Notably, not all of a decedent’s property gets counted when determining eligibility for disposition without administration. The law provides that certain assets are exempt when calculating an estate’s value. These include:
- $20,000 worth of furniture, furnishings, and appliances;
- Up to two of the deceased’s personal motor vehicles; and
- Any amount of money in a qualifying tuition program.
However, there are also a few other limitations. For example, disposition without administration cannot be used if the deceased owned any real estate, regardless of its value.
Disposition without administration is useful in a few situations. For example, if a family member named in the deceased’s will pay for the funeral and burial expenses and is seeking reimbursement for those expenses, disposition without administration will likely be the quickest option to obtain those funds.
Due to its strict requirements, disposition without administration is not frequently used but can save a significant amount of time and expense for those estates that qualify. However, if the value of an estate precludes administration without disposition, summary administration may still be available.
How Much Does an Estate Have to Be Worth to Qualify for Summary Administration?
Summary administration is the second option for those hoping to avoid the formal probate process. While there are restrictions on summary administration, many more Florida estates qualify for this process, as its requirements are less demanding.
Summary administration is permitted in two circumstances:
- The value of the estate is less than $75,000, or
- The deceased passed away more than two years ago.
If the deceased passed more than two years ago, their creditors will not be an issue. However, in most cases, a party seeks summary administration within two years of the deceased’s passing. In this situation, the party requesting summary administration must first settle the deceased’s debts. Specifically, Florida probate law requires they “make a diligent search and reasonable inquiry for any known or reasonably ascertainable creditors, serve a copy of the petition on those creditors, and make provision for payment for those creditors to the extent that assets are available.” In other words, until creditors are satisfied, summary administration is not available.
When it comes to calculating an estate’s value, a few types of assets fall outside the estate and do not need to be considered. For example, the following are all non-probate assets:
- Joint bank accounts;
- Joint investment accounts;
- Property with a named beneficiary;
- Jointly owned property;
- Assets contained in a revocable or living trust;
- Accounts with a Payable on Death (POD) or Transfer on Death (TOD) designation; and
- Retirement accounts.
Another important thing to consider when thinking about summary administration is the Florida homestead law. A homestead is a primary residence on no more than one-half of an acre. Florida law is unique in how it treats homesteads, and it is crucial to understand Florida homestead law when considering summary administration.

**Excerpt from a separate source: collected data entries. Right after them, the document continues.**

//! Descriptive statistics over the cleaned corpus: n-gram frequencies,
//! category-exclusive vocabulary and publication-date distributions.

pub mod frequency;
pub mod temporal;

pub use frequency::{
    FrequencyAnalyzer, FrequencyTable, TermCount, DEFAULT_TOP_BIGRAMS, DEFAULT_TOP_WORDS,
};
pub use temporal::{
    partition_by_date, weekday_name, DatePartition, DatedArticle, TemporalSummary, WEEK,
};

pub const TARGET_ANALYSIS: &str = "analysis";
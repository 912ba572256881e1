//! End-to-end runs: load both datasets, clean, merge and balance them, then
//! build the analysis report.

use anyhow::Result;
use std::path::PathBuf;
use tracing::info;

use crate::analysis::{partition_by_date, FrequencyAnalyzer};
use crate::config::PipelineConfig;
use crate::dataset::{
    balance, category_counts, clean_primary, clean_secondary, load_csv, load_json_records, merge,
    Article, TARGET_DATASET,
};
use crate::dates::BanglaDateParser;
use crate::report::{write_cleaned_csv, write_json, AnalysisReport};
use crate::text::{CleanedArticle, CleaningPipeline};

pub const CLEANED_CSV: &str = "cleaned_articles.csv";
pub const REPORT_JSON: &str = "report.json";

/// The merged corpus and its class-balanced sample.
#[derive(Debug, Clone)]
pub struct Corpus {
    pub merged: Vec<Article>,
    pub balanced: Vec<Article>,
}

/// Load and clean both datasets, merge them and balance the result.
pub fn load_corpus(config: &PipelineConfig) -> Result<Corpus> {
    let primary = clean_primary(
        load_json_records(&config.dataset1)?,
        config.excluded_categories.as_slice(),
    );
    let secondary = clean_secondary(load_csv(&config.dataset2)?);
    info!(
        target: TARGET_DATASET,
        "Loaded {} articles from {:?} and {} from {:?}",
        primary.len(),
        config.dataset1,
        secondary.len(),
        config.dataset2
    );

    Ok(build_corpus(primary, secondary, config))
}

/// Merge two already-cleaned datasets and balance them.
pub fn build_corpus(primary: Vec<Article>, secondary: Vec<Article>, config: &PipelineConfig) -> Corpus {
    let merged = merge(primary, secondary);
    let balanced = balance(merged.clone(), config.target_size, config.seed);
    info!(
        target: TARGET_DATASET,
        "Balanced {} merged articles down to {}",
        merged.len(),
        balanced.len()
    );
    Corpus { merged, balanced }
}

/// Results of one analysis run, kept together for printing and writing.
#[derive(Debug, Clone)]
pub struct Analysis {
    pub cleaned: Vec<CleanedArticle>,
    pub report: AnalysisReport,
}

/// Clean the balanced corpus, rank words and bigrams per category and
/// summarize publication dates over the whole merged corpus.
pub fn analyze(corpus: &Corpus, pipeline: &CleaningPipeline, config: &PipelineConfig) -> Analysis {
    let cleaned = pipeline.clean_corpus(&corpus.balanced);
    let analyzer = FrequencyAnalyzer::new(&cleaned);
    let partition = partition_by_date(&corpus.merged, &BanglaDateParser::new());

    let report = AnalysisReport::new(
        category_counts(&corpus.merged),
        category_counts(&corpus.balanced),
        &analyzer,
        config.top_words,
        config.top_bigrams,
        &partition,
    );

    Analysis { cleaned, report }
}

/// Write the cleaned corpus and the JSON report under the output directory.
/// Returns the paths written.
pub fn write_outputs(analysis: &Analysis, config: &PipelineConfig) -> Result<(PathBuf, PathBuf)> {
    let csv_path = config.output_dir.join(CLEANED_CSV);
    let json_path = config.output_dir.join(REPORT_JSON);
    write_cleaned_csv(&analysis.cleaned, &csv_path)?;
    write_json(&analysis.report, &json_path)?;
    Ok((csv_path, json_path))
}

Under the Florida Constitution, a homestead automatically passes to the deceased’s heirs. And while a homestead does not count towards the $75,000 limit for summary administration, other complications can arise when passing ownership of a homestead. Thus, some judges require a party seeking summary administration to also deal with any homestead issues at the same time.
Formal Probate Administration
Any estates valued over $75,000 will not qualify for either of the “shortcuts” mentioned above and will need to proceed through the formal probate administration process. Of course, sometimes this is unavoidable. However, for planning purposes, there are certain steps that families can take to avoid probate in the future. For example, by meeting with an experienced Florida estate planning lawyer, families can restructure, transfer, and re-title assets to exclude them from the eventual estate, simplifying the process in the future.
Contact a Dedicated Florida Estate Planning and Probate Attorney Today
If you have a loved one who recently passed and you are unsure how to proceed with the administration of their estate, contact the Florida estate planning lawyers at Beller & Bustamante, P.L. At Beller & Bustamante, P.L. we have over three decades of hands-on experience helping clients through the probate process, avoiding it whenever possible. We work with individuals and families of varying net worth. Whether you are dealing with a modest estate or a multi-million-dollar estate, we can help. To learn more and schedule a consultation with one of our compassionate Jacksonville estate planning legal team, call us or contact us through our online form.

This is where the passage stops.